A handful of chapters stuck postiviely in my mind, though. Unsurprisingly, they are the ones that I understood best, either because I felt more familiar with the particular character’s story or because they were written in a less flowery way. Sir Kay was the first to truly grip me and the reason I kept reading the book at all. Although his story, like most of the others, doesn’t follow any kind of plot, he muses about what it means to be him, to be brother to one so revered and so famous as King Arthur. Although I couldn’t tell you any details about his chapter, I remember that it made me feel for the character and that’s more than I can say for most of the others.
Balin and Balan’s chapter was also great because although I’m sure I missed lots of references and easter eggs, I got the gist of their story. There wasn’t much of a plot here, either, but instead, their chapter leads you thruogh an emotional plot, with a nice back and forth between the two. Sir Bedivere, teller of the book’s penultimate chapter, is the only one where I could detect something resembling a plot. There are things that happen in this chapter and these things have an impact on Bedivere’s feelings and actions. His and Morgana’s chapter finished up the novel and made me close the book on a satisfied note, at least.
I found it really weird, however, that the characters were talking like you’d expect from Arthur’s knights but then they’d mention California. As I found most of this book convoluted and hard to grasp, I can’t tell you if I just missed some crucial piece of information or if this was just an artistic choice. Valente “set” this book in California, mentions parts of the landscape and the Pacific ocean, but I didn’t really understand why. Maybe this is a super cool idea that perfectly fits with the King Arthur legends but I was definitely not smart or learned enough to get it.
So here’s the thing. I am certain that if I knew more about Arthuriana, if I had more than The MIits of Avalon and Disney’s The Sword in the Stone to guide me, I might have enjoyed this book a lot more. Because I did catch little references here or there, either to classic works, mythology, or literature. I just don’t have enough background information about most of these characters for the references to mean anything to me. This just isn’t a book that you randomly pick up and enjoy. It requires study and knowlege and then I’m sure it has a lot to offer.

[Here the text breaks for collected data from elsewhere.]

//! Configuration module for pathsurfer.
//!
//! Settings come from three layers, highest precedence first: command line flags,
//! the optional `pathsurfer.toml`, and the built-in defaults.
//!
//! Submodules:
//! - [load]: reading the file and merging the flags into [Config]
//! - [general]: `[general]` and `[log]` tables
//! - [display]: pane visibility and layout
//! - [theme]: colors

pub mod display;
pub mod general;
pub mod load;
pub mod theme;

pub use display::Display;
pub use general::{General, Log};
pub use load::{CONFIG_ENV, Config, ConfigError};
pub use theme::Theme;
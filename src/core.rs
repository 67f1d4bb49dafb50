//! Core runtime logic for pathsurfer.
//!
//! This module contains the non-UI "engine" pieces used by the application:
//! - [fm]: directory listing (see [Entry], [DirLister], [FsLister]).
//! - [formatter]: hidden-entry filtering, ordering and width sanitizing.
//! - [fuzzy]: the fuzzy matcher used by search mode.
//! - [worker]: the input thread feeding terminal events to the loop.
//! - [terminal]: terminal setup/teardown and the main event loop.

pub mod fm;
pub mod formatter;
pub mod fuzzy;
pub mod terminal;
pub mod worker;

pub use fm::{DirLister, Entry, FsLister, ListError, ListErrorKind, browse_dir};
pub use formatter::{Formatter, sanitize_to_exact_width};
pub use fuzzy::Match;
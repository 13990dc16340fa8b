//! Admin route handlers.

use axum::extract::State;
use axum::Json;

use crate::error::Result;
use crate::models::{CountResponse, DeleteResponse, HealthResponse, StateResponse};
use crate::state::AppState;

/// `GET /api/health`
pub async fn health() -> Json<HealthResponse> {
    Json(HealthResponse { status: "ok" })
}

/// `GET /api/state`
pub async fn get_state(State(state): State<AppState>) -> Json<StateResponse> {
    Json(StateResponse {
        mode: state.settings.mode.to_string(),
        destination: state.settings.destination.as_str().to_string(),
        middleware: state.settings.middleware.is_some(),
        endpoint: state.settings.endpoint.clone(),
    })
}

/// `GET /api/records/count`
pub async fn count_records(State(state): State<AppState>) -> Result<Json<CountResponse>> {
    let count = state.cache.len()?;
    Ok(Json(CountResponse { count }))
}

/// `DELETE /api/records`
pub async fn delete_records(State(state): State<AppState>) -> Result<Json<DeleteResponse>> {
    state.cache.clear()?;
    tracing::info!("capture store wiped via admin API");
    Ok(Json(DeleteResponse { deleted: true }))
}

As much as it pains me to give a Valente book anything but a glowing rating, I rate books by my own enjoyment and I can’t say I had much fun reading this. Her language is gorgeous and she paints pictures with every sentence but all those pictures fell flat for me because I’m not (at this point in time, at least) the right reader for this book. Maybe in a few years I’ll have turned into a King Arthur scholar and I’ll give this a re-read. I doubt it, though.